Okay, so today we’ll wrap up this series on injury with the expansion of an idea raised last week: the tonic session.
Injury is one thing. But most of the time, the something wrong that is only part and parcel of a necessarily all-things-considered fitness practice, is (hopefully) rarely as dramatic. It’s just... not ideal.
It might be one or a collection of little things. Sometimes you can’t even put your finger on it, you’re not physically hurt, or even mentally cooked—just off. Any desire to train vanishes, and your internal monologue is making one watertight case after another:
It doesn’t matter today.
Who cares if you miss one session?
It’s freezing outside!
You’ve got too much on your plate.
…
It may have been happening for a while. Not just tired or unenthused. They’re part of it, for sure, but you’re irritable, your sleep is patchy, and you’re either not hungry or constantly craving rubbish.
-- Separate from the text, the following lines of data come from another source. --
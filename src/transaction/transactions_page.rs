//! The transactions page: a filterable list with totals.

use std::sync::{Arc, Mutex};

use axum::{
    Extension,
    extract::{FromRef, State},
    response::{IntoResponse, Response},
};
// axum_extra's Query reads the empty custom date inputs as None.
use axum_extra::extract::Query;
use maud::{Markup, html};
use rusqlite::Connection;
use time::Date;

use crate::{
    AppState, Error,
    auth::UserID,
    endpoints,
    html::{FORM_LABEL_STYLE, FORM_TEXT_INPUT_STYLE, LINK_STYLE, PAGE_CONTAINER_STYLE, base},
    navigation::NavBar,
    timezone::local_now,
    transaction::{
        TransactionType,
        query::{TransactionFilter, TransactionRow, query_transactions},
        range::{RangeQuery, TimeRange},
        summary::{calculate_totals, category_summaries},
        view::{category_breakdown, totals_cards, transactions_table},
    },
};

/// The state needed for the transactions page.
#[derive(Debug, Clone)]
pub struct TransactionsViewState {
    pub db_connection: Arc<Mutex<Connection>>,
    /// The local timezone as a canonical timezone name, e.g. "America/Sao_Paulo".
    pub local_timezone: String,
}

impl FromRef<AppState> for TransactionsViewState {
    fn from_ref(state: &AppState) -> Self {
        Self {
            db_connection: state.db_connection.clone(),
            local_timezone: state.local_timezone.clone(),
        }
    }
}

/// Render the user's transactions within the requested time range.
pub async fn get_transactions_page(
    State(state): State<TransactionsViewState>,
    Extension(user_id): Extension<UserID>,
    Query(query): Query<RangeQuery>,
) -> Result<Response, Error> {
    let today = local_now(&state.local_timezone)
        .ok_or_else(|| Error::InvalidTimezoneError(state.local_timezone.clone()))?
        .date();

    let connection = state
        .db_connection
        .lock()
        .inspect_err(|error| tracing::error!("could not acquire database lock: {error}"))
        .map_err(|_| Error::DatabaseLockError)?;

    let filter = TransactionFilter {
        bounds: query.bounds(today),
        transaction_type: None,
    };
    let rows = query_transactions(user_id, filter, &connection)
        .inspect_err(|error| tracing::error!("could not get transactions: {error}"))?;

    Ok(transactions_view(&rows, &query, today).into_response())
}

fn range_filter_form(query: &RangeQuery, today: Date) -> Markup {
    let time_range = query.time_range();

    html! {
        form
            method="get"
            action=(endpoints::TRANSACTIONS_VIEW)
            class="flex flex-wrap items-end gap-4"
        {
            div
            {
                label for="range" class=(FORM_LABEL_STYLE) { "Period" }

                select id="range" name="range" class=(FORM_TEXT_INPUT_STYLE)
                {
                    @for option in TimeRange::ALL {
                        option value=(option.as_query_value()) selected[option == time_range]
                        {
                            (option.label())
                        }
                    }
                }
            }

            div
            {
                label for="start" class=(FORM_LABEL_STYLE) { "From" }

                input
                    id="start"
                    name="start"
                    type="date"
                    max=(today)
                    value=[query.start]
                    class=(FORM_TEXT_INPUT_STYLE);
            }

            div
            {
                label for="end" class=(FORM_LABEL_STYLE) { "To" }

                input
                    id="end"
                    name="end"
                    type="date"
                    max=(today)
                    value=[query.end]
                    class=(FORM_TEXT_INPUT_STYLE);
            }

            button type="submit" class="px-4 py-2 bg-emerald-600 hover:bg-emerald-700 text-white rounded"
            {
                "Filter"
            }
        }
    }
}

fn transactions_view(rows: &[TransactionRow], query: &RangeQuery, today: Date) -> Markup {
    let nav_bar = NavBar::new(endpoints::TRANSACTIONS_VIEW).into_html();
    let totals = calculate_totals(rows);
    let expense_summaries = category_summaries(rows, TransactionType::Expense);
    let income_summaries = category_summaries(rows, TransactionType::Income);

    let content = html! {
        (nav_bar)

        main class=(PAGE_CONTAINER_STYLE)
        {
            section class="space-y-4 w-full lg:max-w-5xl"
            {
                header class="flex justify-between flex-wrap items-end"
                {
                    h1 class="text-xl font-bold" { "Transactions" }

                    a href=(endpoints::NEW_TRANSACTION_VIEW) class=(LINK_STYLE)
                    {
                        "Create Transaction"
                    }
                }

                (range_filter_form(query, today))

                (totals_cards(totals))

                div class="grid gap-4 md:grid-cols-2"
                {
                    (category_breakdown("Expenses by category", &expense_summaries))
                    (category_breakdown("Income by category", &income_summaries))
                }

                (transactions_table(rows, true))
            }
        }
    };

    base("Transactions", &[], &content)
}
But these aren’t just excuses. They’re symptoms.
All are symptomatic of a common problem: overtraining, otherwise known as non-functional overreach.
But you can rest easy. It’s not that. It’s a common problem, sure enough, but for advanced trainees/athletes, and vanishingly rare in the general population. Even ticking off the full set of these symptoms, there is next to no chance that you or I are overtrained. That’s the good news.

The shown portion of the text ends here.